What this task involves:
Without skipping anything, print all of the data exactly.

(Entries taken from a collection)
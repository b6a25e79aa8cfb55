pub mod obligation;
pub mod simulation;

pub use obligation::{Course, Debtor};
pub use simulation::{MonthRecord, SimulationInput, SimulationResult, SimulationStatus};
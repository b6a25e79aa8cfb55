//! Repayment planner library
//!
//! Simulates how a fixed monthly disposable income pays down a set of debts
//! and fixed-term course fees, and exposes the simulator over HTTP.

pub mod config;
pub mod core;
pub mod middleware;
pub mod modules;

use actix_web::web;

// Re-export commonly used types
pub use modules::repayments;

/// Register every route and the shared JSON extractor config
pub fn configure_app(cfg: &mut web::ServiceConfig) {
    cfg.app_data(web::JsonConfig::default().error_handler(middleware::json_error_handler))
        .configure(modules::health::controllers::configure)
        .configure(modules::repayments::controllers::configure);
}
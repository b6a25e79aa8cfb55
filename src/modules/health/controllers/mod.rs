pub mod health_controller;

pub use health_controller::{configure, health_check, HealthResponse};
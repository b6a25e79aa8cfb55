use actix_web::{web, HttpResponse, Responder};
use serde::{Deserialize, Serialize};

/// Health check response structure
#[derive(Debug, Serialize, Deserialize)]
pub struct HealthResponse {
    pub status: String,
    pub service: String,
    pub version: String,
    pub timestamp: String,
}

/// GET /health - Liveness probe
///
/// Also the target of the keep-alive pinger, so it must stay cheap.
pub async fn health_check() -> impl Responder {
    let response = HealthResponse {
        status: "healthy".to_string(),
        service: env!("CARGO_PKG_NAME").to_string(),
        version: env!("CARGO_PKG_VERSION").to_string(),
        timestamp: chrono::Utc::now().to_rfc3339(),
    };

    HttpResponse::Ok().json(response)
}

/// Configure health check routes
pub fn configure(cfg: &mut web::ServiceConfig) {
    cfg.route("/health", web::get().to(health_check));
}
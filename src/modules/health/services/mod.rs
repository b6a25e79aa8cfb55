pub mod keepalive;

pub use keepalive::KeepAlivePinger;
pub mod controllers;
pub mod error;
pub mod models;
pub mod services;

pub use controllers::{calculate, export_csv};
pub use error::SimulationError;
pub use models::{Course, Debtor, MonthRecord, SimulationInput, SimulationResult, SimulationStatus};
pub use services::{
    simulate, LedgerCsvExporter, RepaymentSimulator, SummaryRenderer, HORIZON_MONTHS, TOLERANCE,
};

Response below:
repository b6a25e79aa8cfb55
pub mod obligation;
pub mod simulation;

pub use obligation::{Course, Debtor};
pub use simulation::{MonthRecord, SimulationInput, SimulationResult, SimulationStatus};
repository b6a25e79aa8cfb55
//! Repayment planner library
//!
//! Simulates how a fixed monthly disposable income pays down a set of debts
//! and fixed-term course fees, and exposes the simulator over HTTP.

pub mod config;
pub mod core;
pub mod middleware;
pub mod modules;

use actix_web::web;

// Re-export commonly used types
pub use modules::repayments;

/// Register every route and the shared JSON extractor config
pub fn configure_app(cfg: &mut web::ServiceConfig) {
    cfg.app_data(web::JsonConfig::default().error_handler(middleware::json_error_handler))
        .configure(modules::health::controllers::configure)
        .configure(modules::repayments::controllers::configure);
}
repository b6a25e79aa8cfb55
filename src/modules/health/controllers/mod.rs
pub mod health_controller;

pub use health_controller::{configure, health_check, HealthResponse};
repository b6a25e79aa8cfb55
use actix_web::{web, HttpResponse, Responder};
use serde::{Deserialize, Serialize};

/// Health check response structure
#[derive(Debug, Serialize, Deserialize)]
pub struct HealthResponse {
    pub status: String,
    pub service: String,
    pub version: String,
    pub timestamp: String,
}

/// GET /health - Liveness probe
///
/// Also the target of the keep-alive pinger, so it must stay cheap.
pub async fn health_check() -> impl Responder {
    let response = HealthResponse {
        status: "healthy".to_string(),
        service: env!("CARGO_PKG_NAME").to_string(),
        version: env!("CARGO_PKG_VERSION").to_string(),
        timestamp: chrono::Utc::now().to_rfc3339(),
    };

    HttpResponse::Ok().json(response)
}

/// Configure health check routes
pub fn configure(cfg: &mut web::ServiceConfig) {
    cfg.route("/health", web::get().to(health_check));
}
filename src/modules/health/services/mod.rs
repository b6a25e79aa8cfb55
pub mod keepalive;

pub use keepalive::KeepAlivePinger;
pub mod controllers;
pub mod error;
pub mod models;
pub mod services;

pub use controllers::{calculate, export_csv};
pub use error::SimulationError;
pub use models::{Course, Debtor, MonthRecord, SimulationInput, SimulationResult, SimulationStatus};
pub use services::{
    simulate, LedgerCsvExporter, RepaymentSimulator, SummaryRenderer, HORIZON_MONTHS, TOLERANCE,
};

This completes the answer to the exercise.